**WHAT YOU SHOULD DO**
Report back every line in the data that includes the string "profile".

Segment Start: DATA TO PROCESS

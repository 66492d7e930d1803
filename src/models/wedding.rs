//! Wedding profile model
//!
//! The single profile describing the couple's wedding. Created by onboarding
//! and consulted by the timeline generator, the RSVP form and the dashboard.

use chrono::{DateTime, NaiveDate, Utc};
use serde::{Deserialize, Serialize};
use std::fmt;

use super::ids::WeddingId;
use super::money::Money;

labeled_enum! {
    /// Overall style chosen during onboarding
    pub enum WeddingStyle {
        Modern => ("modern", "Modern"),
        Rustic => ("rustic", "Rustic"),
        Classic => ("classic", "Classic"),
        Boho => ("boho", "Boho"),
        Romantic => ("romantic", "Romantic"),
        Minimalist => ("minimalist", "Minimalist"),
        Garden => ("garden", "Garden"),
        Beach => ("beach", "Beach"),
        Glamorous => ("glamorous", "Glamorous"),
        Vintage => ("vintage", "Vintage"),
    }
}

/// Meal options offered on the RSVP form unless the couple changes them
pub const DEFAULT_MEAL_OPTIONS: &[&str] = &["Beef", "Chicken", "Fish", "Vegetarian", "Vegan"];

fn default_meal_options() -> Vec<String> {
    DEFAULT_MEAL_OPTIONS.iter().map(|m| m.to_string()).collect()
}

/// The couple's wedding
#[derive(Debug, Clone, Serialize, Deserialize)]
pub struct Wedding {
    pub id: WeddingId,

    pub partner1_name: String,

    pub partner2_name: String,

    /// None while the couple hasn't picked a date
    pub wedding_date: Option<NaiveDate>,

    pub location: Option<String>,

    pub venue_name: Option<String>,

    pub estimated_guests: Option<u32>,

    /// Total budget
    pub budget: Option<Money>,

    pub style: Option<WeddingStyle>,

    #[serde(default = "default_meal_options")]
    pub meal_options: Vec<String>,

    pub created_at: DateTime<Utc>,

    pub updated_at: DateTime<Utc>,
}

impl Wedding {
    /// Create a new wedding profile for a couple
    pub fn new(partner1_name: impl Into<String>, partner2_name: impl Into<String>) -> Self {
        let now = Utc::now();
        Self {
            id: WeddingId::new(),
            partner1_name: partner1_name.into(),
            partner2_name: partner2_name.into(),
            wedding_date: None,
            location: None,
            venue_name: None,
            estimated_guests: None,
            budget: None,
            style: None,
            meal_options: default_meal_options(),
            created_at: now,
            updated_at: now,
        }
    }

    /// "Sarah & Michael"
    pub fn couple(&self) -> String {
        format!("{} & {}", self.partner1_name, self.partner2_name)
    }

    /// Find a configured meal option, ignoring case
    pub fn meal_option(&self, choice: &str) -> Option<&str> {
        let choice = choice.trim();
        self.meal_options
            .iter()
            .find(|m| m.eq_ignore_ascii_case(choice))
            .map(String::as_str)
    }

    pub fn touch(&mut self) {
        self.updated_at = Utc::now();
    }

    pub fn validate(&self) -> Result<(), WeddingValidationError> {
        if self.partner1_name.trim().is_empty() || self.partner2_name.trim().is_empty() {
            return Err(WeddingValidationError::MissingPartnerName);
        }

        if let Some(budget) = self.budget {
            if budget.is_negative() {
                return Err(WeddingValidationError::NegativeBudget);
            }
        }

        if self.meal_options.iter().any(|m| m.trim().is_empty()) {
            return Err(WeddingValidationError::EmptyMealOption);
        }

        Ok(())
    }
}

impl fmt::Display for Wedding {
    fn fmt(&self, f: &mut fmt::Formatter<'_>) -> fmt::Result {
        write!(f, "{}", self.couple())
    }
}

#[derive(Debug, Clone, PartialEq, Eq)]
pub enum WeddingValidationError {
    MissingPartnerName,
    NegativeBudget,
    EmptyMealOption,
}

impl fmt::Display for WeddingValidationError {
    fn fmt(&self, f: &mut fmt::Formatter<'_>) -> fmt::Result {
        match self {
            Self::MissingPartnerName => write!(f, "Both partner names are required"),
            Self::NegativeBudget => write!(f, "Budget cannot be negative"),
            Self::EmptyMealOption => write!(f, "Meal options cannot be blank"),
        }
    }
}

impl std::error::Error for WeddingValidationError {}
//! Inspiration search results formatting

use crate::inspiration::SearchResults;

pub fn format_search_results(results: &SearchResults) -> String {
    if results.pins.is_empty() {
        return "No pins found.\n".to_string();
    }

    let mut output = String::new();
    if results.is_mock {
        output.push_str(
            "Showing sample pins. Set PINTEREST_ACCESS_TOKEN to search Pinterest.\n\n",
        );
    }

    for (i, pin) in results.pins.iter().enumerate() {
        output.push_str(&format!("{:>2}. {}\n", i + 1, pin.title));
        output.push_str(&format!("    {}\n", pin.image_url));
        if let Some(link) = &pin.link {
            output.push_str(&format!("    {}\n", link));
        }
    }

    if let Some(next) = &results.next_page {
        output.push_str(&format!("\nMore results: --page {}\n", next));
    }
    output
}
//! Audit logging
//!
//! Every create, update and delete performed through the services is
//! recorded in an append-only JSONL file with before/after snapshots.
//!
//! - `AuditEntry`: one operation on one entity.
//! - `AuditLogger`: appends entries to `audit.log` and reads them back.
//! - `generate_diff`: a one-line summary of the fields an update changed.

mod diff;
mod entry;
mod logger;

pub use diff::generate_diff;
pub use entry::{AuditEntry, EntityType, Operation};
pub use logger::AuditLogger;
//! Planning core
//!
//! Pure functions over in-memory collections: deriving a dated timeline
//! from the template catalogue, aggregating budget/guest/vendor/task
//! statistics, and the filter/search/sort pipeline behind every list view.

pub mod query;
pub mod schedule;
pub mod stats;
pub mod templates;

pub use query::{query_guests, query_tasks, query_vendors, GuestFilter, TaskFilter, VendorFilter};
pub use schedule::{
    derive_schedule, due_date, group_by_window, months_until, remaining_months, DueWindow,
    ScheduledTask,
};
pub use stats::{
    percentage, BudgetSummary, CategoryUsage, Countdown, GuestStats, TaskStats, VendorStats,
};
pub use templates::{catalogue, TaskTemplate};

Segment End: DATA TO PROCESS

**SOLVED PROBLEM**
//! Wedding profile model
//! The single profile describing the couple's wedding. Created by onboarding
    /// Create a new wedding profile for a couple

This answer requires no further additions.